## DIRECTIONS FOR THIS TASK
For the data below, work out the number of lines containing the string "Display" and answer with that number only.

## EXTRACTED ENTRIES
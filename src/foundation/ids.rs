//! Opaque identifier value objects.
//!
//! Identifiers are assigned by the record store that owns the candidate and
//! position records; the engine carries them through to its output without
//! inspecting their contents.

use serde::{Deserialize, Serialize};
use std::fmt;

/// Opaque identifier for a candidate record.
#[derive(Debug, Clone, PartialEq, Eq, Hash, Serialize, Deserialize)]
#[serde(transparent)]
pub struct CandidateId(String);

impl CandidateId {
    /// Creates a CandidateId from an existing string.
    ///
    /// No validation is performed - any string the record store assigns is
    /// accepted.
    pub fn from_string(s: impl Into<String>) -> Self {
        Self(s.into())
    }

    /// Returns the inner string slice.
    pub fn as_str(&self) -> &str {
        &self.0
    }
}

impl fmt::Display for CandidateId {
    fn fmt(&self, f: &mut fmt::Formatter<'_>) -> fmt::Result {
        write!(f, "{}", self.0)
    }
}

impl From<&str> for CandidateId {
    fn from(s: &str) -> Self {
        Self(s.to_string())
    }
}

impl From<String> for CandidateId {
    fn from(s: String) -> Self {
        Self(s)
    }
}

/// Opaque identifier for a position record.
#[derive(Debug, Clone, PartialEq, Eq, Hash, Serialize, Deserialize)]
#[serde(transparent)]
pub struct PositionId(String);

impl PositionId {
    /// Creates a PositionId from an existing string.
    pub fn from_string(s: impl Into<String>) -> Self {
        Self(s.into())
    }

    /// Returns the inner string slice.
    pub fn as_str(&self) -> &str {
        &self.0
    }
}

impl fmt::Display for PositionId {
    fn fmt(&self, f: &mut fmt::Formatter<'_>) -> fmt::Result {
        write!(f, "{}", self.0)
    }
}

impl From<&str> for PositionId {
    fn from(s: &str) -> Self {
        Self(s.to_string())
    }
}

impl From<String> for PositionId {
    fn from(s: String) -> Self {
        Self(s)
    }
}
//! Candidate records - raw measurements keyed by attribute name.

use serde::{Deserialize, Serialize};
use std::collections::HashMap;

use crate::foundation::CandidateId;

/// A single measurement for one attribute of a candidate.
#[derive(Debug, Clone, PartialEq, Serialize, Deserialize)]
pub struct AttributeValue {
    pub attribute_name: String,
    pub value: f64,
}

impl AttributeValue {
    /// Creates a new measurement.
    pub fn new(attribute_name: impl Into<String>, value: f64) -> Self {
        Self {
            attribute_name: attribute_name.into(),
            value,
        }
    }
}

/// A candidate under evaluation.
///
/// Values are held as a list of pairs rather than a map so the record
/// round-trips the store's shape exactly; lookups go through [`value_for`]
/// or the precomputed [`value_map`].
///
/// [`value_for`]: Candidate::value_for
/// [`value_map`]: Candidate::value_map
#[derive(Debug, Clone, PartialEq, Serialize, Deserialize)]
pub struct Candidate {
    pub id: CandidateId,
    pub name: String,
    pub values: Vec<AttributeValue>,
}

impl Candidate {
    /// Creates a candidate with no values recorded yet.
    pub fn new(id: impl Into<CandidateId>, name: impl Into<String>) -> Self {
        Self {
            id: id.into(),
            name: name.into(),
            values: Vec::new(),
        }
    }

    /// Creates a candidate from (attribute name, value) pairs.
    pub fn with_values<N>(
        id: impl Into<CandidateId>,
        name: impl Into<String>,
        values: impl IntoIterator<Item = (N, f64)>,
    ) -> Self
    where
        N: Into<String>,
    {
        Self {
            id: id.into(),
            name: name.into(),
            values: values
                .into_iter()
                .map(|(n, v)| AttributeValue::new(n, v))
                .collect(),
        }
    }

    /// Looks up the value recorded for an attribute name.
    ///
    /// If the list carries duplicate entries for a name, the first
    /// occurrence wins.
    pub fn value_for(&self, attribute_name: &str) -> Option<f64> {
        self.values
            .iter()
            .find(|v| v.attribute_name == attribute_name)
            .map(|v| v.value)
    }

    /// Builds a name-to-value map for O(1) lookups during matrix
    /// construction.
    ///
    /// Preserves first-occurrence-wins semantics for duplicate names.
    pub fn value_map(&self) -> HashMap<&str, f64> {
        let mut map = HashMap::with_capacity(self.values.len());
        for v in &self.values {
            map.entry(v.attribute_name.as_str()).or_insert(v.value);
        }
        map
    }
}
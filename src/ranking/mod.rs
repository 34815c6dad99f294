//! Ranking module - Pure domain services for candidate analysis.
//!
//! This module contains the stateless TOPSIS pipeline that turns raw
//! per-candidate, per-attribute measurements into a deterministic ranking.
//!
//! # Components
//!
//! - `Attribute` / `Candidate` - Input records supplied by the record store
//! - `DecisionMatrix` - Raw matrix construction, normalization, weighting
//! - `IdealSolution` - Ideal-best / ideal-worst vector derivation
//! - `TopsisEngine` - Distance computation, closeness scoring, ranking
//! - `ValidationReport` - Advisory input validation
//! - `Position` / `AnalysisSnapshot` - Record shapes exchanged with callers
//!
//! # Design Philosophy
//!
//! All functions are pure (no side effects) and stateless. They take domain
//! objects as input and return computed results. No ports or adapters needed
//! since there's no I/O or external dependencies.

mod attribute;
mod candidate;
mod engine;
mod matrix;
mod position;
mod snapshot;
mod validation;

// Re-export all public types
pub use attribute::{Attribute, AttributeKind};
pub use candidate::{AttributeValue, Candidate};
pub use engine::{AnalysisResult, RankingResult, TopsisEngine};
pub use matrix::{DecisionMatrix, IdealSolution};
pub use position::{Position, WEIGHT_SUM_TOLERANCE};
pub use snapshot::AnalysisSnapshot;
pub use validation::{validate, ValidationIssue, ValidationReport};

## WRITTEN RESPONSE
2